The processed reads were mapped to a miRNA hairpin database (miRBase release 22.1) using bowtie (v1.2.3, -S -n 2 -M 1 -p 20 --best --strata --nomaqround --chunkmbs 1024) with ‘--un’ and ‘--max’ to extract unmapped reads.
Reads not mapping to miRNAs were aligned to the respective reference genomes using bowtie (-S -n 2 -M 1 -p 20 --best --strata --nomaqround --chunkmbs 1024).
Multi-mapping reads were extracted into a separate BAM file using awk (MQ<10).
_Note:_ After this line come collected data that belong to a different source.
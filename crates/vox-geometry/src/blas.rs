//! BLAS-style vector and matrix operations the solvers are written against.
//!
//! Every iterative solver in this crate is generic over a [`Blas`]
//! implementation, so the same CG / PCG / multigrid code runs on stencil
//! grids ([`FdmBlas`]) and on compressed sparse systems
//! ([`CompressedBlas`]). Dispatch is static.
//!
//! All operations write only their designated output argument.

use std::fmt;
use std::marker::PhantomData;

use num_traits::Float;

use crate::grid::{advance_coord, FdmMatrix, FdmMatrixRow, FdmVector};
use crate::types::CsrMatrix;

/// Vector/matrix kernel set used by the solvers.
pub trait Blas {
    /// Scalar field of the vectors.
    type Scalar: Float + fmt::Debug + fmt::LowerExp;
    /// Vector type (grid of unknowns or flat array).
    type Vector: Clone + Default;
    /// Matrix type (stencil grid or sparse matrix).
    type Matrix: Clone + Default;

    /// Set every element of `result` to `s`.
    fn set(s: Self::Scalar, result: &mut Self::Vector);

    /// Copy `v` into `result` (size included).
    fn copy(v: &Self::Vector, result: &mut Self::Vector);

    /// Set every stored coefficient of `result` to `s`.
    fn set_matrix(s: Self::Scalar, result: &mut Self::Matrix);

    /// Copy `m` into `result` (size included).
    fn copy_matrix(m: &Self::Matrix, result: &mut Self::Matrix);

    /// Resize `result` to the shape of `template`, zero-filled, if the
    /// shapes differ. Contents are kept otherwise.
    fn resize_like(template: &Self::Vector, result: &mut Self::Vector);

    /// Number of unknowns in `v`.
    fn len(v: &Self::Vector) -> usize;

    /// Inner product `a . b`.
    fn dot(a: &Self::Vector, b: &Self::Vector) -> Self::Scalar;

    /// `result = a * x + y`.
    fn axpy(a: Self::Scalar, x: &Self::Vector, y: &Self::Vector, result: &mut Self::Vector);

    /// `y += a * x`.
    fn axpy_assign(a: Self::Scalar, x: &Self::Vector, y: &mut Self::Vector);

    /// `y = x + a * y`.
    fn xpay_assign(x: &Self::Vector, a: Self::Scalar, y: &mut Self::Vector);

    /// `result = m * v`.
    fn mvm(m: &Self::Matrix, v: &Self::Vector, result: &mut Self::Vector);

    /// `result = b - a * x`.
    fn residual(a: &Self::Matrix, x: &Self::Vector, b: &Self::Vector, result: &mut Self::Vector);

    /// Euclidean norm.
    fn l2_norm(v: &Self::Vector) -> Self::Scalar;

    /// Maximum absolute element.
    fn linf_norm(v: &Self::Vector) -> Self::Scalar;
}

// ═══════════════════════════════════════════════════════════════════════════
// Slice kernels shared by both implementations
// ═══════════════════════════════════════════════════════════════════════════

/// Dot product of two `f64` slices with 4-wide accumulation.
///
/// # Panics
///
/// Panics if the lengths differ.
#[inline]
pub fn dot_f64(a: &[f64], b: &[f64]) -> f64 {
    assert_eq!(a.len(), b.len(), "dot_f64: length mismatch");

    let n = a.len();
    let chunks = n / 4;

    let mut acc0: f64 = 0.0;
    let mut acc1: f64 = 0.0;
    let mut acc2: f64 = 0.0;
    let mut acc3: f64 = 0.0;

    for i in 0..chunks {
        let j = i * 4;
        acc0 += a[j] * b[j];
        acc1 += a[j + 1] * b[j + 1];
        acc2 += a[j + 2] * b[j + 2];
        acc3 += a[j + 3] * b[j + 3];
    }
    for j in chunks * 4..n {
        acc0 += a[j] * b[j];
    }

    (acc0 + acc1) + (acc2 + acc3)
}

#[inline]
fn axpy_f64(a: f64, x: &[f64], y: &[f64], result: &mut [f64]) {
    debug_assert_eq!(x.len(), y.len());
    for ((r, &xi), &yi) in result.iter_mut().zip(x).zip(y) {
        *r = a * xi + yi;
    }
}

#[inline]
fn axpy_assign_f64(a: f64, x: &[f64], y: &mut [f64]) {
    debug_assert_eq!(x.len(), y.len());
    for (yi, &xi) in y.iter_mut().zip(x) {
        *yi += a * xi;
    }
}

#[inline]
fn xpay_assign_f64(x: &[f64], a: f64, y: &mut [f64]) {
    debug_assert_eq!(x.len(), y.len());
    for (yi, &xi) in y.iter_mut().zip(x) {
        *yi = xi + a * *yi;
    }
}

#[inline]
fn linf_f64(v: &[f64]) -> f64 {
    v.iter().fold(0.0f64, |m, &x| m.max(x.abs()))
}

// ═══════════════════════════════════════════════════════════════════════════
// FdmBlas
// ═══════════════════════════════════════════════════════════════════════════

/// [`Blas`] over N-dimensional stencil grids.
///
/// The matrix is implicit: [`mvm`](Blas::mvm) couples each cell to its
/// `+axis` neighbours through its own row and to its `-axis` neighbours
/// through theirs.
#[derive(Debug, Clone, Copy, Default)]
pub struct FdmBlas<const N: usize>(PhantomData<[(); N]>);

pub type FdmBlas2 = FdmBlas<2>;
pub type FdmBlas3 = FdmBlas<3>;

impl<const N: usize> Blas for FdmBlas<N> {
    type Scalar = f64;
    type Vector = FdmVector<N>;
    type Matrix = FdmMatrix<N>;

    fn set(s: f64, result: &mut FdmVector<N>) {
        result.fill(s);
    }

    fn copy(v: &FdmVector<N>, result: &mut FdmVector<N>) {
        result.set(v);
    }

    fn set_matrix(s: f64, result: &mut FdmMatrix<N>) {
        result.fill(FdmMatrixRow::new(s, [s; N]));
    }

    fn copy_matrix(m: &FdmMatrix<N>, result: &mut FdmMatrix<N>) {
        result.set(m);
    }

    fn resize_like(template: &FdmVector<N>, result: &mut FdmVector<N>) {
        result.resize(template.size());
    }

    fn len(v: &FdmVector<N>) -> usize {
        v.len()
    }

    fn dot(a: &FdmVector<N>, b: &FdmVector<N>) -> f64 {
        dot_f64(a.as_slice(), b.as_slice())
    }

    fn axpy(a: f64, x: &FdmVector<N>, y: &FdmVector<N>, result: &mut FdmVector<N>) {
        result.resize(x.size());
        axpy_f64(a, x.as_slice(), y.as_slice(), result.as_mut_slice());
    }

    fn axpy_assign(a: f64, x: &FdmVector<N>, y: &mut FdmVector<N>) {
        axpy_assign_f64(a, x.as_slice(), y.as_mut_slice());
    }

    fn xpay_assign(x: &FdmVector<N>, a: f64, y: &mut FdmVector<N>) {
        xpay_assign_f64(x.as_slice(), a, y.as_mut_slice());
    }

    fn mvm(m: &FdmMatrix<N>, v: &FdmVector<N>, result: &mut FdmVector<N>) {
        let size = m.size();
        result.resize(size);
        if m.is_empty() {
            return;
        }

        let strides = m.strides();
        let rows = m.as_slice();
        let x = v.as_slice();
        let mut coord = [0usize; N];
        for (i, out) in result.as_mut_slice().iter_mut().enumerate() {
            *out = rows[i].center * x[i] + m.off_diagonal_product(x, i, coord, &strides);
            advance_coord(&mut coord, size);
        }
    }

    fn residual(a: &FdmMatrix<N>, x: &FdmVector<N>, b: &FdmVector<N>, result: &mut FdmVector<N>) {
        let size = a.size();
        result.resize(size);
        if a.is_empty() {
            return;
        }

        let strides = a.strides();
        let rows = a.as_slice();
        let xs = x.as_slice();
        let bs = b.as_slice();
        let mut coord = [0usize; N];
        for (i, out) in result.as_mut_slice().iter_mut().enumerate() {
            let ax = rows[i].center * xs[i] + a.off_diagonal_product(xs, i, coord, &strides);
            *out = bs[i] - ax;
            advance_coord(&mut coord, size);
        }
    }

    fn l2_norm(v: &FdmVector<N>) -> f64 {
        let s = v.as_slice();
        dot_f64(s, s).sqrt()
    }

    fn linf_norm(v: &FdmVector<N>) -> f64 {
        linf_f64(v.as_slice())
    }
}

// ═══════════════════════════════════════════════════════════════════════════
// CompressedBlas
// ═══════════════════════════════════════════════════════════════════════════

/// [`Blas`] over CSR matrices and flat `Vec<f64>` vectors.
#[derive(Debug, Clone, Copy, Default)]
pub struct CompressedBlas;

impl Blas for CompressedBlas {
    type Scalar = f64;
    type Vector = Vec<f64>;
    type Matrix = CsrMatrix<f64>;

    fn set(s: f64, result: &mut Vec<f64>) {
        result.fill(s);
    }

    fn copy(v: &Vec<f64>, result: &mut Vec<f64>) {
        result.clone_from(v);
    }

    fn set_matrix(s: f64, result: &mut CsrMatrix<f64>) {
        result.values.fill(s);
    }

    fn copy_matrix(m: &CsrMatrix<f64>, result: &mut CsrMatrix<f64>) {
        result.clone_from(m);
    }

    fn resize_like(template: &Vec<f64>, result: &mut Vec<f64>) {
        if result.len() != template.len() {
            result.clear();
            result.resize(template.len(), 0.0);
        }
    }

    fn len(v: &Vec<f64>) -> usize {
        v.len()
    }

    fn dot(a: &Vec<f64>, b: &Vec<f64>) -> f64 {
        dot_f64(a, b)
    }

    fn axpy(a: f64, x: &Vec<f64>, y: &Vec<f64>, result: &mut Vec<f64>) {
        result.resize(x.len(), 0.0);
        axpy_f64(a, x, y, result);
    }

    fn axpy_assign(a: f64, x: &Vec<f64>, y: &mut Vec<f64>) {
        axpy_assign_f64(a, x, y);
    }

    fn xpay_assign(x: &Vec<f64>, a: f64, y: &mut Vec<f64>) {
        xpay_assign_f64(x, a, y);
    }

    fn mvm(m: &CsrMatrix<f64>, v: &Vec<f64>, result: &mut Vec<f64>) {
        result.resize(m.rows, 0.0);
        m.spmv(v, result);
    }

    fn residual(a: &CsrMatrix<f64>, x: &Vec<f64>, b: &Vec<f64>, result: &mut Vec<f64>) {
        result.resize(a.rows, 0.0);
        a.residual(x, b, result);
    }

    fn l2_norm(v: &Vec<f64>) -> f64 {
        dot_f64(v, v).sqrt()
    }

    fn linf_norm(v: &Vec<f64>) -> f64 {
        linf_f64(v)
    }
}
The BAM files were converted to bigWig using bamCoverage from deepTools (Ramírez et al., 2016) (v3.3.2, --binSize 1 --ignoreForNormalization chrM --normalizeUsing CPM --exactScaling --skipNonCoveredRegions --minFragmentLength 23 --maxFragmentLength 30) and additionally ‘--filterRNAstrand’ to separate the two strands, ‘---scaleFactor’ to scale counts per million to reflect all mapped reads, and optionally ‘--minMappingQuality 50’ when extracting uniquely mapped reads.
Supplementary files format and content: bigWig showing read coverage per position. File name indicate species, genome assembly, strand, and sample.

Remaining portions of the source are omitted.